LuluLemon’s CEO Laurent Potdevin resigned on February 5th because the company said he “fell short of standards of conduct”. Barnes and Noble fired its CEO Demos Parneros on July 5th, because of a ‘violation of company policies”.

Replacing employees in this environment is difficult, but retail companies continue to remove any employees who commit serious legal or ethical violations – including the senior-most executives at the companies.  That’s because the impacts of ignoring their behavior are so much worse.  Consider these examples of companies that didn’t get rid of bad actors.

After years of illegally creating accounts customers didn’t ask for and stealing their money, Wells Fargo was banned from growing by the Federal Reserve.  The ban cannot be lifted until October at the earliest, and its stock is down 14% since January.
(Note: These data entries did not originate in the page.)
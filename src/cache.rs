//! TTL response cache keyed by request fingerprint.
//!
//! Backed by [`moka`]'s future cache, which guarantees `get` never returns
//! an expired entry. The fingerprint covers everything that affects output:
//! the normalised query, the tool, the LLM toggle, and the per-request
//! option overrides.

use std::hash::{DefaultHasher, Hash, Hasher};
use std::time::Duration;

use moka::future::Cache;

use crate::types::{ResearchRequest, ResponseEnvelope};

/// Cache key derived from the output-affecting parts of a request.
#[derive(Debug, Clone, Copy, PartialEq, Eq, Hash)]
pub struct Fingerprint(u64);

impl Fingerprint {
    /// Compute the fingerprint of a request.
    ///
    /// The query is trimmed, lowercased, and whitespace-collapsed so that
    /// cosmetic differences hit the same entry.
    pub fn of(request: &ResearchRequest) -> Self {
        let normalized_query = request
            .query
            .trim()
            .to_lowercase()
            .split_whitespace()
            .collect::<Vec<_>>()
            .join(" ");

        let mut hasher = DefaultHasher::new();
        normalized_query.hash(&mut hasher);
        request.tool.name().hash(&mut hasher);
        request.use_llm.hash(&mut hasher);
        request.options.search_results_limit.hash(&mut hasher);
        request.options.top_k.hash(&mut hasher);
        request.options.include_content.hash(&mut hasher);
        Self(hasher.finish())
    }
}

/// TTL cache of assembled response envelopes.
pub struct ResponseCache {
    inner: Cache<Fingerprint, ResponseEnvelope>,
}

impl ResponseCache {
    /// Create a cache holding at most `capacity` envelopes, each living
    /// for `ttl` after insertion.
    pub fn new(capacity: u64, ttl: Duration) -> Self {
        Self {
            inner: Cache::builder()
                .max_capacity(capacity)
                .time_to_live(ttl)
                .build(),
        }
    }

    pub async fn get(&self, fingerprint: &Fingerprint) -> Option<ResponseEnvelope> {
        self.inner.get(fingerprint).await
    }

    pub async fn insert(&self, fingerprint: Fingerprint, envelope: ResponseEnvelope) {
        self.inner.insert(fingerprint, envelope).await;
    }

    /// Drop all cached envelopes.
    pub async fn clear(&self) {
        self.inner.invalidate_all();
    }
}

#[cfg(test)]
mod tests {
    use super::*;
    use crate::types::{RequestOptions, Tool};

    fn request(query: &str, tool: Tool) -> ResearchRequest {
        ResearchRequest {
            query: query.into(),
            tool,
            use_llm: true,
            options: RequestOptions::default(),
        }
    }

    fn envelope(query: &str) -> ResponseEnvelope {
        ResponseEnvelope {
            query: query.into(),
            refined_query: query.into(),
            tool: Tool::Search,
            results: None,
            documents: None,
            result: None,
            llm_response: None,
            partial: false,
            degraded: false,
            cached: false,
            timing_ms: 0,
        }
    }

    #[test]
    fn cosmetic_query_differences_share_a_fingerprint() {
        let a = Fingerprint::of(&request("Rust   Async ", Tool::Search));
        let b = Fingerprint::of(&request("rust async", Tool::Search));
        assert_eq!(a, b);
    }

    #[test]
    fn tool_differentiates_fingerprints() {
        let a = Fingerprint::of(&request("rust", Tool::Search));
        let b = Fingerprint::of(&request("rust", Tool::Analyzer));
        assert_ne!(a, b);
    }

    #[test]
    fn use_llm_differentiates_fingerprints() {
        let mut with = request("rust", Tool::Search);
        let mut without = request("rust", Tool::Search);
        with.use_llm = true;
        without.use_llm = false;
        assert_ne!(Fingerprint::of(&with), Fingerprint::of(&without));
    }

    #[test]
    fn options_differentiate_fingerprints() {
        let plain = request("rust", Tool::News);
        let mut with_content = request("rust", Tool::News);
        with_content.options.include_content = Some(true);
        assert_ne!(Fingerprint::of(&plain), Fingerprint::of(&with_content));
    }

    #[tokio::test]
    async fn insert_then_get_round_trips() {
        let cache = ResponseCache::new(10, Duration::from_secs(60));
        let fp = Fingerprint::of(&request("rust", Tool::Search));
        cache.insert(fp, envelope("rust")).await;
        let hit = cache.get(&fp).await.expect("should hit");
        assert_eq!(hit.query, "rust");
    }

    #[tokio::test]
    async fn entries_expire_after_ttl() {
        let cache = ResponseCache::new(10, Duration::from_millis(200));
        let fp = Fingerprint::of(&request("rust", Tool::Search));
        cache.insert(fp, envelope("rust")).await;

        tokio::time::sleep(Duration::from_millis(100)).await;
        assert!(cache.get(&fp).await.is_some());

        tokio::time::sleep(Duration::from_millis(250)).await;
        assert!(cache.get(&fp).await.is_none());
    }

    #[tokio::test]
    async fn clear_empties_the_cache() {
        let cache = ResponseCache::new(10, Duration::from_secs(60));
        let fp = Fingerprint::of(&request("rust", Tool::Search));
        cache.insert(fp, envelope("rust")).await;
        cache.clear().await;
        assert!(cache.get(&fp).await.is_none());
    }
}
CBS’s board decided to keep Les Moonves in place just days after he was accused of sexual misconduct with six different women in late July.  The stock is down 9% since then.
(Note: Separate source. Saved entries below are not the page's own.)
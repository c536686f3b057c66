//! Error types for the web-research pipeline.
//!
//! All errors use stable string messages suitable for display to callers
//! and programmatic handling. No API keys or sensitive data appear in
//! error messages.
//!
//! Failures inside the Scraper and Synthesizer stages are recovered locally
//! (partial results, extractive fallback) and never surface here; only
//! request validation, provider exhaustion, and a content-requiring scrape
//! with zero successes are user-visible.

/// Errors that can surface from a pipeline request.
#[derive(Debug, thiserror::Error)]
pub enum PipelineError {
    /// The incoming request is malformed: empty query, unknown tool,
    /// or invalid options. Surfaced before any stage runs.
    #[error("invalid request: {0}")]
    Validation(String),

    /// The search or news API failed after exhausting its retry budget.
    #[error("search provider unavailable: {0}")]
    ProviderUnavailable(String),

    /// A scrape run required content and zero tasks succeeded.
    #[error("no content could be retrieved: {0}")]
    NoContent(String),

    /// An HTTP transport failure outside the recoverable paths.
    #[error("HTTP error: {0}")]
    Http(String),

    /// A payload could not be parsed.
    #[error("parse error: {0}")]
    Parse(String),

    /// Invalid pipeline configuration.
    #[error("config error: {0}")]
    Config(String),
}

/// Convenience type alias for pipeline results.
pub type Result<T> = std::result::Result<T, PipelineError>;

#[cfg(test)]
mod tests {
    use super::*;

    #[test]
    fn display_validation() {
        let err = PipelineError::Validation("query is empty".into());
        assert_eq!(err.to_string(), "invalid request: query is empty");
    }

    #[test]
    fn display_provider_unavailable() {
        let err = PipelineError::ProviderUnavailable("3 attempts exhausted".into());
        assert_eq!(
            err.to_string(),
            "search provider unavailable: 3 attempts exhausted"
        );
    }

    #[test]
    fn display_no_content() {
        let err = PipelineError::NoContent("all 5 fetches failed".into());
        assert_eq!(
            err.to_string(),
            "no content could be retrieved: all 5 fetches failed"
        );
    }

    #[test]
    fn display_config() {
        let err = PipelineError::Config("top_k must be greater than 0".into());
        assert_eq!(err.to_string(), "config error: top_k must be greater than 0");
    }

    #[test]
    fn error_is_send_sync() {
        fn assert_send_sync<T: Send + Sync>() {}
        assert_send_sync::<PipelineError>();
    }
}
LuluLemon and Barnes and Noble, however, are both up since the removal of their CEOs.

Companies have seen ample evidence in recent months that squashing employee complaints may make things better in the short term, but the long term damage is significant.  Between negative press, lawsuits and an employee exodus, it can take years to recover from egregious examples of misconduct.  Mistreated employees at apathetic companies, meanwhile, are learning that the press is a more determined investigator than their own HR department.  And an increasing number of articles online are telling employees to avoid reporting misconduct to HR entirely, or to involve a lawyer before the discussion.
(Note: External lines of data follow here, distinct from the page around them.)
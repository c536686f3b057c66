//! Relevance ranking of scraped documents against the refined query.
//!
//! The scoring strategy sits behind a trait so alternative scorers can be
//! slotted in; the default is a deterministic lexical scorer. Ranking
//! itself is pure: no I/O, no randomness, same inputs always produce the
//! same order.

use crate::types::{RankedDocument, ScrapedDocument};

/// Scores one document against the query terms. Higher is better.
pub trait ScoringStrategy: Send + Sync {
    fn score(&self, query_terms: &[String], document: &ScrapedDocument) -> f64;
}

/// Deterministic lexical scorer.
///
/// Combines three signals:
/// - term coverage: the fraction of distinct query terms present in the
///   document text (dominant signal, so more matched terms always wins);
/// - a title bonus of 0.5 per query term present in the title, capped at 1.5;
/// - occurrence density: total occurrences of query terms per kilochar,
///   capped at 1.0, as a small tie-splitter.
#[derive(Debug, Default)]
pub struct LexicalScorer;

impl ScoringStrategy for LexicalScorer {
    fn score(&self, query_terms: &[String], document: &ScrapedDocument) -> f64 {
        if query_terms.is_empty() {
            return 0.0;
        }

        let text = document.text.to_lowercase();
        let title = document.title.to_lowercase();

        let mut covered = 0usize;
        let mut title_hits = 0usize;
        let mut occurrences = 0usize;

        for term in query_terms {
            let count = text.matches(term.as_str()).count();
            if count > 0 {
                covered += 1;
                occurrences += count;
            }
            if title.contains(term.as_str()) {
                title_hits += 1;
            }
        }

        let coverage = covered as f64 / query_terms.len() as f64;
        let title_bonus = (title_hits as f64 * 0.5).min(1.5);
        let density = if document.char_count == 0 {
            0.0
        } else {
            (occurrences as f64 * 1000.0 / document.char_count as f64).min(1.0)
        };

        // Coverage dominates: one extra matched term (worth >= 1/len, and
        // len is small) outweighs the capped density contribution.
        coverage * 10.0 + title_bonus + density
    }
}

/// Ranks scraped documents and keeps the best `top_k`.
pub struct ContentRanker {
    strategy: Box<dyn ScoringStrategy>,
}

impl Default for ContentRanker {
    fn default() -> Self {
        Self {
            strategy: Box::new(LexicalScorer),
        }
    }
}

impl ContentRanker {
    pub fn new(strategy: Box<dyn ScoringStrategy>) -> Self {
        Self { strategy }
    }

    /// Score all documents against the refined query, order them by score
    /// descending with ties broken by source rank ascending, truncate to
    /// `top_k`, and assign contiguous final ranks.
    pub fn rank(
        &self,
        refined_query: &str,
        documents: Vec<ScrapedDocument>,
        top_k: usize,
    ) -> Vec<RankedDocument> {
        let query_terms = query_terms(refined_query);

        let mut scored: Vec<RankedDocument> = documents
            .into_iter()
            .map(|document| {
                let score = self.strategy.score(&query_terms, &document);
                RankedDocument {
                    document,
                    score,
                    final_rank: 0,
                }
            })
            .collect();

        scored.sort_by(|a, b| {
            b.score
                .partial_cmp(&a.score)
                .unwrap_or(std::cmp::Ordering::Equal)
                .then_with(|| a.document.source_rank.cmp(&b.document.source_rank))
        });
        scored.truncate(top_k);

        for (index, ranked) in scored.iter_mut().enumerate() {
            ranked.final_rank = index;
        }
        scored
    }
}

/// Lowercased distinct query terms, short stop-words removed.
fn query_terms(query: &str) -> Vec<String> {
    let mut terms: Vec<String> = query
        .to_lowercase()
        .split_whitespace()
        .filter(|t| t.len() > 2)
        .map(str::to_owned)
        .collect();
    terms.sort();
    terms.dedup();
    terms
}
Employers need to work harder than ever to counter the perception that whistleblowers will be silenced and eliminated from the company.  HR should regularly encourage reporting misconduct at all locations.  Employees should understand the protections in place for whistleblowers.  The process for handling complaints needs to be well thought out, and well executed, and reporting employees should feel that HR views them as an asset and not a risk.  Otherwise, employees will save their complaints for the one type of investigator that always seems to get the whole story eventually – a member of the press.